Within the last 24 hours, major media in Texas have published stories on their continuing investigations into former OIG deputy inspector general for enforcement Jack Stick and his allegedly favored treatment of an Austin software company for Medicaid fraud detection software.
Links to the stories:
Houston Chronicle – “State stretched no-bid program to help local company”
Austin American Statesman – “Texas Medicaid fraud contract unfairly awarded to 21CT, rivals”
Texas Tribune – “Second HHSC Contract Scrapped Amid Bidding Questions”
Abiline Reporter – “Reform sought for agency investigating health, human services fraud”

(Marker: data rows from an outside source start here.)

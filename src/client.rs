//! Core HTTP client for the OI analytics REST API.
//!
//! The [`ChainClient`] struct is the main entry point for the backend. It
//! wraps [`reqwest::Client`] with the configured base URL and timeout and
//! provides a typed `get` helper that treats any non-object JSON body as a
//! malformed payload.
//!
//! API endpoint methods are added to `ChainClient` via `impl` blocks in the
//! [`crate::api`] module.

use std::time::Duration;

use reqwest::header::{self, HeaderMap, HeaderValue};
use serde::de::DeserializeOwned;
use url::Url;

use crate::constants::{BackendMachine, DEFAULT_BASE_URL, REQUEST_TIMEOUT, USER_AGENT};
use crate::error::{ApiErrorBody, ChainError, Result};

// ---------------------------------------------------------------------------
// Configuration
// ---------------------------------------------------------------------------

/// Configuration for a [`ChainClient`].
#[derive(Debug, Clone)]
pub struct ClientConfig {
    /// Base URL for REST requests, without a trailing slash.
    pub base_url: String,
    /// Per-request timeout.
    pub timeout: Duration,
    /// `User-Agent` header value.
    pub user_agent: String,
}

impl Default for ClientConfig {
    fn default() -> Self {
        Self {
            base_url: DEFAULT_BASE_URL.to_owned(),
            timeout: REQUEST_TIMEOUT,
            user_agent: USER_AGENT.to_owned(),
        }
    }
}

// ---------------------------------------------------------------------------
// Builder
// ---------------------------------------------------------------------------

/// Builder for constructing a [`ChainClient`] with custom configuration.
///
/// # Example
///
/// ```no_run
/// use oichain_rs::client::ChainClientBuilder;
///
/// # fn main() -> oichain_rs::Result<()> {
/// let client = ChainClientBuilder::new()
///     .machine("M123")?
///     .timeout(std::time::Duration::from_secs(10))
///     .build()?;
/// # Ok(())
/// # }
/// ```
#[derive(Debug, Clone, Default)]
pub struct ChainClientBuilder {
    config: ClientConfig,
}

impl ChainClientBuilder {
    /// Create a builder with the default configuration.
    pub fn new() -> Self {
        Self::default()
    }

    /// Point the client at an explicit base URL.
    pub fn base_url(mut self, url: impl Into<String>) -> Self {
        self.config.base_url = url.into();
        self
    }

    /// Point the client at a named backend machine (e.g. `"M124"`).
    pub fn machine(mut self, name: &str) -> Result<Self> {
        let machine = BackendMachine::by_name(name)
            .ok_or_else(|| ChainError::InvalidArgument(format!("unknown backend machine {name:?}")))?;
        self.config.base_url = machine.url.to_owned();
        Ok(self)
    }

    /// Set the per-request timeout. Default: 30 seconds.
    pub fn timeout(mut self, timeout: Duration) -> Self {
        self.config.timeout = timeout;
        self
    }

    /// Set the `User-Agent` header.
    pub fn user_agent(mut self, agent: impl Into<String>) -> Self {
        self.config.user_agent = agent.into();
        self
    }

    /// Build the [`ChainClient`].
    pub fn build(self) -> Result<ChainClient> {
        ChainClient::with_config(self.config)
    }
}

// ---------------------------------------------------------------------------
// Client
// ---------------------------------------------------------------------------

/// Core HTTP client for the OI analytics REST API.
///
/// # Example
///
/// ```no_run
/// use oichain_rs::client::ChainClient;
///
/// # #[tokio::main]
/// # async fn main() -> oichain_rs::Result<()> {
/// let client = ChainClient::new("http://localhost:5000")?;
/// let symbols = client.get_symbols().await?;
/// # Ok(())
/// # }
/// ```
#[derive(Debug, Clone)]
pub struct ChainClient {
    http: reqwest::Client,
    /// Base URL for REST API requests.
    base_url: String,
}

impl ChainClient {
    /// Create a client for `base_url` with default timeout and headers.
    pub fn new(base_url: impl Into<String>) -> Result<Self> {
        Self::with_config(ClientConfig {
            base_url: base_url.into(),
            ..ClientConfig::default()
        })
    }

    /// Create a client from a full [`ClientConfig`].
    pub fn with_config(config: ClientConfig) -> Result<Self> {
        let user_agent = HeaderValue::from_str(&config.user_agent)
            .map_err(|e| ChainError::InvalidArgument(format!("user agent: {e}")))?;
        let http = reqwest::Client::builder()
            .default_headers(Self::default_headers())
            .user_agent(user_agent)
            .timeout(config.timeout)
            .build()?;

        let base_url = config.base_url.trim_end_matches('/').to_owned();
        // Reject unusable base URLs up front rather than on first request.
        Url::parse(&base_url)?;

        Ok(Self { http, base_url })
    }

    /// Returns a reference to the underlying `reqwest::Client`.
    pub fn http(&self) -> &reqwest::Client {
        &self.http
    }

    /// Returns the base URL.
    pub fn base_url(&self) -> &str {
        &self.base_url
    }

    // -----------------------------------------------------------------------
    // Generic HTTP helpers
    // -----------------------------------------------------------------------

    /// Perform a GET request with query parameters and deserialize the JSON
    /// object response.
    pub async fn get<R: DeserializeOwned>(&self, path: &str, query: &[(&str, &str)]) -> Result<R> {
        let url = self.url(path, query)?;
        tracing::debug!(%url, "GET");

        let resp = self.http.get(url).send().await?;

        self.handle_response(resp).await
    }

    // -----------------------------------------------------------------------
    // Private helpers
    // -----------------------------------------------------------------------

    /// Build the full URL from a path segment and query pairs.
    fn url(&self, path: &str, query: &[(&str, &str)]) -> Result<Url> {
        let joined = if path.starts_with('/') {
            format!("{}{}", self.base_url, path)
        } else {
            format!("{}/{}", self.base_url, path)
        };
        let mut url = Url::parse(&joined)?;
        if !query.is_empty() {
            url.query_pairs_mut().extend_pairs(query);
        }
        Ok(url)
    }

    /// Default headers applied to every request.
    fn default_headers() -> HeaderMap {
        let mut headers = HeaderMap::new();
        headers.insert(header::ACCEPT, HeaderValue::from_static("application/json"));
        headers
    }

    /// Read a response, returning either the deserialized body or a `ChainError`.
    ///
    /// Success bodies must be JSON objects; anything else is reported as
    /// [`ChainError::MalformedPayload`].
    async fn handle_response<R: DeserializeOwned>(&self, resp: reqwest::Response) -> Result<R> {
        let status = resp.status();
        let bytes = resp.bytes().await?;

        if status.is_success() {
            decode_object(&bytes)
        } else {
            let body = String::from_utf8_lossy(&bytes);
            Err(self.parse_error_body(status, &body))
        }
    }

    /// Try to parse the API's JSON error structure; fall back to a raw HTTP
    /// status error.
    pub(crate) fn parse_error_body(&self, status: reqwest::StatusCode, body: &str) -> ChainError {
        if let Ok(api_err) = serde_json::from_str::<ApiErrorBody>(body) {
            if api_err.error.is_some() || api_err.message.is_some() {
                return ChainError::Api(api_err);
            }
        }
        ChainError::HttpStatus {
            status,
            body: body.to_owned(),
        }
    }
}

/// Decode a success body, requiring a top-level JSON object.
pub(crate) fn decode_object<R: DeserializeOwned>(bytes: &[u8]) -> Result<R> {
    let value: serde_json::Value = serde_json::from_slice(bytes)?;
    if !value.is_object() {
        return Err(ChainError::MalformedPayload(format!(
            "expected a JSON object, got {}",
            json_kind(&value)
        )));
    }
    serde_json::from_value(value).map_err(ChainError::Json)
}

fn json_kind(value: &serde_json::Value) -> &'static str {
    match value {
        serde_json::Value::Null => "null",
        serde_json::Value::Bool(_) => "a boolean",
        serde_json::Value::Number(_) => "a number",
        serde_json::Value::String(_) => "a string",
        serde_json::Value::Array(_) => "an array",
        serde_json::Value::Object(_) => "an object",
    }
}

#[cfg(test)]
mod tests {
    use super::*;
    use crate::types::option_chain::SymbolListResponse;

    #[test]
    fn non_object_bodies_are_malformed() {
        let err = decode_object::<SymbolListResponse>(br#"["NIFTY"]"#).unwrap_err();
        assert!(matches!(err, ChainError::MalformedPayload(_)));
    }

    #[test]
    fn missing_keys_are_json_errors() {
        let err = decode_object::<SymbolListResponse>(br#"{"names": []}"#).unwrap_err();
        assert!(matches!(err, ChainError::Json(_)));
        assert!(err.is_degradable());
    }

    #[test]
    fn query_pairs_are_encoded() {
        let client = ChainClient::new("http://localhost:5000/").unwrap();
        let url = client
            .url("/get_dates", &[("symbol", "NIFTY"), ("expiry", "27 MAR")])
            .unwrap();
        assert_eq!(url.as_str(), "http://localhost:5000/get_dates?symbol=NIFTY&expiry=27+MAR");
    }

    #[test]
    fn unknown_machine_is_rejected() {
        assert!(ChainClientBuilder::new().machine("M999").is_err());
        let client = ChainClientBuilder::new().machine("m123").unwrap().build().unwrap();
        assert_eq!(client.base_url(), "http://54.221.81.212:5000");
    }
}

Used influence to get business to firm, avoiding competition
The upshot of the stories is that Stick allegedly used his influence to get a favored position for the company 21CT so that the competitive process for contracts could be avoided.
Per the Chronicle story, the state program Stick used to approve the initial contract with 21CT wasn’t meant for such large contracts.
The Cooperative Contract program, which allows government agencies to bypass competitive bidding requirements by choosing from pre-approved IT products, has been used over the past five years for purchases averaging $3,493, according to a Houston Chronicle analysis of the 2.5 million transactions over that time.
Real Medicaid fraud was not being detected!
The most interesting information to come out has been from David Gibson of Reflective Medical, one of the companies that did a “proof of concept” for their Medicaid fraud detection software back in 2010 and 2011 for HHSC.
Gibson told the Statesman:
Gibson said his company’s findings included the revelation that the inspector general couldn’t track which
Texans are eligible for services under Medicaid, where they live, their genders or their conditions. This allowed
for substantial cases of apparent fraud, as much as a quarter of the state’s $28.3 billion in annual Medicaid
spending, he said.
“We had 9-year-olds getting tubal ligations and births,” said Gibson, a medical doctor, whose team of analysts
includes former FBI investigators. “We had women who were 198 years old who were getting testicular biopsies.
Their eligibility files were so corrupted that they were paying for things that were totally implausible.
“They were paying claims for men who were giving births.”
21CT defends itself
The company’s CEO has issued a release that they did nothing wrong and are being ganged up on by bigger companies.